Lines holding the word "Tổng" are the ones to copy from the data below.

Extracted records

- - -

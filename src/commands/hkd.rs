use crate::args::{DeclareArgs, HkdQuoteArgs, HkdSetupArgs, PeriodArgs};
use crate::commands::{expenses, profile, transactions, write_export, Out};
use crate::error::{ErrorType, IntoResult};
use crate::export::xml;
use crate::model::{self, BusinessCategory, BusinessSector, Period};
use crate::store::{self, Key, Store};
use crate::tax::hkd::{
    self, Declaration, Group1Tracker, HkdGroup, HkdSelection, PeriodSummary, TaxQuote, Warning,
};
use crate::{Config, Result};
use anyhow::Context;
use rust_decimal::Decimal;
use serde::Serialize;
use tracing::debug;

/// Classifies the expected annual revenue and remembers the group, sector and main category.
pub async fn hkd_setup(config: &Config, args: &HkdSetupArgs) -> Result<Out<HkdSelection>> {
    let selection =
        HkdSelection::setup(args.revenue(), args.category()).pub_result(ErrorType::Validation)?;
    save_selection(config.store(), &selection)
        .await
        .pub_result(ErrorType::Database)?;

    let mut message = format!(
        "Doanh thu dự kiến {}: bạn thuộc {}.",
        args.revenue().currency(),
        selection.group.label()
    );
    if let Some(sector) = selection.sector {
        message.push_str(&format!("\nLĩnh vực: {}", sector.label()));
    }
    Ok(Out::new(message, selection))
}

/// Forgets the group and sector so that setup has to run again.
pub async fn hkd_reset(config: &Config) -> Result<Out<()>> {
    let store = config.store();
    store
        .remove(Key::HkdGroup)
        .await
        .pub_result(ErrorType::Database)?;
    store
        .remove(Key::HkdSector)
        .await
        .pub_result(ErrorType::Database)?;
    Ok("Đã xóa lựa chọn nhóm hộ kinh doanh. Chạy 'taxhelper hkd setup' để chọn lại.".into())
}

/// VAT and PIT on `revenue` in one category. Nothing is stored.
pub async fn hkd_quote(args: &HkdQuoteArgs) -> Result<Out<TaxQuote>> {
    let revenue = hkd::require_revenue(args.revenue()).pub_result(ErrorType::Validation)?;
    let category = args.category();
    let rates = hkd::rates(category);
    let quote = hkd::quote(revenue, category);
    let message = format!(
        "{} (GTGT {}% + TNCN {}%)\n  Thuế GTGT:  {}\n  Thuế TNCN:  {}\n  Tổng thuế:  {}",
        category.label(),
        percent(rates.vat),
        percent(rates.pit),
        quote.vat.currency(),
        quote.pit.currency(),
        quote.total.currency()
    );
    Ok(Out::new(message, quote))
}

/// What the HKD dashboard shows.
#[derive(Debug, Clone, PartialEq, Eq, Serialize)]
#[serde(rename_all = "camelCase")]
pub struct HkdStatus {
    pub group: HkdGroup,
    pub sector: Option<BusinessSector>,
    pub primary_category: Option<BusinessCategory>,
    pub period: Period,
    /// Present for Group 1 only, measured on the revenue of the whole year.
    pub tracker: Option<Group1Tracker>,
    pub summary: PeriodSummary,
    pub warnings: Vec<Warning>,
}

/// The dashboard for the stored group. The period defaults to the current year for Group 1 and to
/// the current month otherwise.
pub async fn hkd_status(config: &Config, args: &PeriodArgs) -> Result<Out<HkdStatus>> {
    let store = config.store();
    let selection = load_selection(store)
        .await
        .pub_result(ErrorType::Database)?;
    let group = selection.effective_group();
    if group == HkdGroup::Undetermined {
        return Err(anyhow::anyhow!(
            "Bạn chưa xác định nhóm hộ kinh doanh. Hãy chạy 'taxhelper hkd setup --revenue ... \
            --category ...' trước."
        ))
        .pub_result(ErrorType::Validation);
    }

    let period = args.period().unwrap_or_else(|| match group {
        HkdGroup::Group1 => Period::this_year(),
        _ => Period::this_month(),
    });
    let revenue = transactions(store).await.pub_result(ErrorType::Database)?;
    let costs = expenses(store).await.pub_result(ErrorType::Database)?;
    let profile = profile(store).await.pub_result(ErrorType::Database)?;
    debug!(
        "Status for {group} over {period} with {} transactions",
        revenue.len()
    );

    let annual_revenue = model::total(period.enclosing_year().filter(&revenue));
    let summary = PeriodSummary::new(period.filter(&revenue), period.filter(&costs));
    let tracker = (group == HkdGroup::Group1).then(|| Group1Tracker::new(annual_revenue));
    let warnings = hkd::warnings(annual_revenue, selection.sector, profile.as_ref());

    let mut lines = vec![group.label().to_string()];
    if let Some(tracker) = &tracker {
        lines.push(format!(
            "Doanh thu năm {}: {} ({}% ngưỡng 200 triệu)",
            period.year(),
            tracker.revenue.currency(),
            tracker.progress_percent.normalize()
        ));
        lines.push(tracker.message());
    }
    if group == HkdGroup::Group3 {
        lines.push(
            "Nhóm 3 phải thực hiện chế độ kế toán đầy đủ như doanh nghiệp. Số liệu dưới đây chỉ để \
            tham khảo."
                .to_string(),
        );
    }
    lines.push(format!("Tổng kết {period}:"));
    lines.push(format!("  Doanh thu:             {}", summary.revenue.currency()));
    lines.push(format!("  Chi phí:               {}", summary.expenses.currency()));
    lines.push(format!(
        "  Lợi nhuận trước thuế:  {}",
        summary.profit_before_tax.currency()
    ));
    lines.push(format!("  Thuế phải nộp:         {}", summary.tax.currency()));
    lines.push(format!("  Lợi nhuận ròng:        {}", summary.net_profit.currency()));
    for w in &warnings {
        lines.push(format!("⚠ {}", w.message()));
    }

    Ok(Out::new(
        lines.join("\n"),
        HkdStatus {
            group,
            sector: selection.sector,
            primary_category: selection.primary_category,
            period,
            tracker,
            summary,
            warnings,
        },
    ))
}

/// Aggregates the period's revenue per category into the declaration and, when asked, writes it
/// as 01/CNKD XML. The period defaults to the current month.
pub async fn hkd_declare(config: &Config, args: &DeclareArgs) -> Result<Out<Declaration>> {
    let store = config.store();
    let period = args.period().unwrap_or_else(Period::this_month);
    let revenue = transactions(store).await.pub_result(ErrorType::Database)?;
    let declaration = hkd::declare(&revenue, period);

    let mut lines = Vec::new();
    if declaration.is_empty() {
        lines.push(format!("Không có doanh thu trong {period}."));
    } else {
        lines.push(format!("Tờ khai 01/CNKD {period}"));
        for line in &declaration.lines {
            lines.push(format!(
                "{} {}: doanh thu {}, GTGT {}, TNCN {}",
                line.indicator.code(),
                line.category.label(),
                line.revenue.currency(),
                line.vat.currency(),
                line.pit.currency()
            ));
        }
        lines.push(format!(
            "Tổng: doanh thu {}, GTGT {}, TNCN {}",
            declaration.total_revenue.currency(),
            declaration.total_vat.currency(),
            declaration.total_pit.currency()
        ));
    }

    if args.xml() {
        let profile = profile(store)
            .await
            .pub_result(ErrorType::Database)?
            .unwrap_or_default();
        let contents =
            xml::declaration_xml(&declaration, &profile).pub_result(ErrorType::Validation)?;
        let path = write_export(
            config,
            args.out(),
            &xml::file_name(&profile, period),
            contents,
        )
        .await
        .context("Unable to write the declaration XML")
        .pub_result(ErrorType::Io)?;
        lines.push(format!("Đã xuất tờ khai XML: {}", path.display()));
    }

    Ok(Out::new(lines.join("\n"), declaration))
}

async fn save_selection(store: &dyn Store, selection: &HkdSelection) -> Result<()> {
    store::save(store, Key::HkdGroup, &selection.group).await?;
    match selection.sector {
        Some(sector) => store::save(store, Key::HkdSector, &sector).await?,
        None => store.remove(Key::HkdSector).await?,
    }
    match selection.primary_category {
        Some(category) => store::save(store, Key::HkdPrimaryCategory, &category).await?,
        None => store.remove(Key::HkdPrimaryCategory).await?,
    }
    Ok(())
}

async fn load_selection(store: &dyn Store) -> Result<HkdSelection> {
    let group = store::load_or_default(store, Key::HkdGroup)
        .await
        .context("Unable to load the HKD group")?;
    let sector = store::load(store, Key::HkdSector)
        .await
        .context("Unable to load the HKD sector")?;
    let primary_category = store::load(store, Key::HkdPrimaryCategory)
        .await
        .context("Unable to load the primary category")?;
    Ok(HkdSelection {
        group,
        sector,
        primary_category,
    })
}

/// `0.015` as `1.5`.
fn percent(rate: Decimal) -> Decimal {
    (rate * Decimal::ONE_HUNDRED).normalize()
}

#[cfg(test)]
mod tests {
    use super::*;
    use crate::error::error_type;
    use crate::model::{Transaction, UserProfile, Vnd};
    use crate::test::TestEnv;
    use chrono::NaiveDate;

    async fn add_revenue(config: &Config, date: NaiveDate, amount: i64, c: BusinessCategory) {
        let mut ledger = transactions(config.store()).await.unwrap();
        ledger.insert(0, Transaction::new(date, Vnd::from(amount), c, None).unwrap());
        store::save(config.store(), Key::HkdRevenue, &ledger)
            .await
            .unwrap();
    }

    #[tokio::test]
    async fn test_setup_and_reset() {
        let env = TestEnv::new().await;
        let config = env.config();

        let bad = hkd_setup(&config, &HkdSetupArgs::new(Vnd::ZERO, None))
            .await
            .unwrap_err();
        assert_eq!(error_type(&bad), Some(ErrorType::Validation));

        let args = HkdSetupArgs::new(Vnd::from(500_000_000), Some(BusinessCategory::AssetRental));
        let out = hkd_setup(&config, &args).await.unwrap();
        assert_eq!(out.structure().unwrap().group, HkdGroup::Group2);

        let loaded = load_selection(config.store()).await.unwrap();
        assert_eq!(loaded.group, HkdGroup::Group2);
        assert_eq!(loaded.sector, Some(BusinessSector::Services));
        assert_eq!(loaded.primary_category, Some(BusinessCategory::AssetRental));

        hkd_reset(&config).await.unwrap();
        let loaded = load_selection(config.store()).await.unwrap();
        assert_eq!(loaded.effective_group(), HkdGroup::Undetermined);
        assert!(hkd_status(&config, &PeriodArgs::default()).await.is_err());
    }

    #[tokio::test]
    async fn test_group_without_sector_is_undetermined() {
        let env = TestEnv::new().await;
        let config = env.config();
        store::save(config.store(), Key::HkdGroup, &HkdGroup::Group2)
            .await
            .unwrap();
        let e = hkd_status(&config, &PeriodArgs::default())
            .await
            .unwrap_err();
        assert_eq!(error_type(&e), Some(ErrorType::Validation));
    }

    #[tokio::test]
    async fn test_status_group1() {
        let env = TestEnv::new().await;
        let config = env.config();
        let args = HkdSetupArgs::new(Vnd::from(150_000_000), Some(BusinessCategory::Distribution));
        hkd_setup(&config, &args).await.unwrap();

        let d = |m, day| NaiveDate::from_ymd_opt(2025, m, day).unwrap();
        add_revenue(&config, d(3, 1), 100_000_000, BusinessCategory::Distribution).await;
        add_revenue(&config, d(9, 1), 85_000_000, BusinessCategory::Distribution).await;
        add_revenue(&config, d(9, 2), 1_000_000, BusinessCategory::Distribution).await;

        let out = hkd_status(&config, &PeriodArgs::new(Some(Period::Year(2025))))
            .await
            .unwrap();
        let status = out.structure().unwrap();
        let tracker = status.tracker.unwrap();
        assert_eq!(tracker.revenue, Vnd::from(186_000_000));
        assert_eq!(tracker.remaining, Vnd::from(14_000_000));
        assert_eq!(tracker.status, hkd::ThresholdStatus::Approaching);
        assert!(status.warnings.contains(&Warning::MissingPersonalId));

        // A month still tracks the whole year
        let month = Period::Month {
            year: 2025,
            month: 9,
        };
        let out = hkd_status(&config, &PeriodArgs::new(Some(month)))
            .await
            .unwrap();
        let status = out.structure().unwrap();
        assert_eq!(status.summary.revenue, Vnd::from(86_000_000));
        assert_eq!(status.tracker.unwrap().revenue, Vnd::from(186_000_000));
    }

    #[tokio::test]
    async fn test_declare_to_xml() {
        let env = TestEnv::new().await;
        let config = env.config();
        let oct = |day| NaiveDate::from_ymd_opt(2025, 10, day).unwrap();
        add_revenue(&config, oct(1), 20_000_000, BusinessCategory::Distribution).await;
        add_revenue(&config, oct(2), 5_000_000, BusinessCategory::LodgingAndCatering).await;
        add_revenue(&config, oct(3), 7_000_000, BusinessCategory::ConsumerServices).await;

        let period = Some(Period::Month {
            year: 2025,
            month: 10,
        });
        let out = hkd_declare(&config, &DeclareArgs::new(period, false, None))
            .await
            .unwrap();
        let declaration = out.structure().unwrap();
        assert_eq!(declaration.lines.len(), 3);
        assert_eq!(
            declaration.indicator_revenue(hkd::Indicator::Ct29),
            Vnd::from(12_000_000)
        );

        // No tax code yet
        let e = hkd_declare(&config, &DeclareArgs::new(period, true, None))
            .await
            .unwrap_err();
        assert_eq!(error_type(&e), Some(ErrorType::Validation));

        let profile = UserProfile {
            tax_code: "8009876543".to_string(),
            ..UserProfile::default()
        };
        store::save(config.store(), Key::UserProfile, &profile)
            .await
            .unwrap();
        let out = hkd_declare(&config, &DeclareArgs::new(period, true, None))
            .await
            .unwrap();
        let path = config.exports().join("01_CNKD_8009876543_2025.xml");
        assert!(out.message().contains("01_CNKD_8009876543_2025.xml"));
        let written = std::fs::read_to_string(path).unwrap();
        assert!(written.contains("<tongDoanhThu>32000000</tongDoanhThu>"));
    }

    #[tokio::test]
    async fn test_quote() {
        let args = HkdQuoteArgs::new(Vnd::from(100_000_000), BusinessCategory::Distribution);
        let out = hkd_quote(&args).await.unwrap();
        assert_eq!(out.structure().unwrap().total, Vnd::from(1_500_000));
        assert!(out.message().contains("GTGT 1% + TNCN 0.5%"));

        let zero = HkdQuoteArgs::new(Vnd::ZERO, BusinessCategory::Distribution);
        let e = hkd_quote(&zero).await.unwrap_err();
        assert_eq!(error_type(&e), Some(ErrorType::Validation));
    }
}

- - -

*SOLVED EXERCISE*
        "{} (GTGT {}% + TNCN {}%)\n  Thuế GTGT:  {}\n  Thuế TNCN:  {}\n  Tổng thuế:  {}",
    lines.push(format!("Tổng kết {period}:"));
            "Tổng: doanh thu {}, GTGT {}, TNCN {}",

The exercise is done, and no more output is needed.